# Deriving Least Squares Solution for Linear Regression

We begin with the cost function used in simple linear regression, which aims to minimize the squared difference between predicted and actual values.

In [None]:
# Cost Function
E = sum((y_i - (a * x_i + b))**2 for i in range(N))

## Step 1: Compute the Partial Derivatives
We compute the partial derivatives of E with respect to both parameters a and b.

In [None]:
dE_da = -2 * sum(x_i * (y_i - (a * x_i + b)) for i in range(N))
dE_db = -2 * sum((y_i - (a * x_i + b)) for i in range(N))
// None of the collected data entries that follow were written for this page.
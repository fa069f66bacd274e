//! HTTP layer for the frameflow pipeline: application state, routes, and
//! Prometheus plumbing. The binary in `main.rs` wires this against the real
//! backends; integration tests inject mocks.

pub mod api;
pub mod metrics;
pub mod state;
## Step 2: Set the derivatives to zero to find the minimum
To minimize the error, we set the derivatives equal to zero.

In [None]:
# Set derivatives to zero
# sum(x_i * (y_i - a * x_i - b)) = 0
# sum(y_i - a * x_i - b) = 0

## Step 3: Use summation shorthand
To simplify, we use the following notation:
- S_x  = sum x_i
- S_y  = sum y_i
- S_xx = sum x_i^2
- S_xy = sum x_i * y_i
- N    = number of data points

In [None]:
# Rewriting equations using shorthand
# Equation 1: S_xy - a * S_xx - b * S_x = 0
# Equation 2: S_y - a * S_x - b * N = 0

## Step 4: Solve for 'a' using Equation 1 and 2
First, solve Equation 2 for b and substitute into Equation 1.

In [None]:
b = (S_y - a * S_x) / N

In [None]:
a = (N * S_xy - S_x * S_y) / (N * S_xx - S_x**2)

## Step 5: Solve for 'b' using the solved value of 'a'

In [None]:
b = (S_y - a * S_x) / N

## Final Closed-form Expressions for Linear Regression Coefficients

In [None]:
a = (N * sum(x_i * y_i) - sum(x_i) * sum(y_i)) / (N * sum(x_i**2) - (sum(x_i))**2)
b = (sum(y_i) - a * sum(x_i)) / N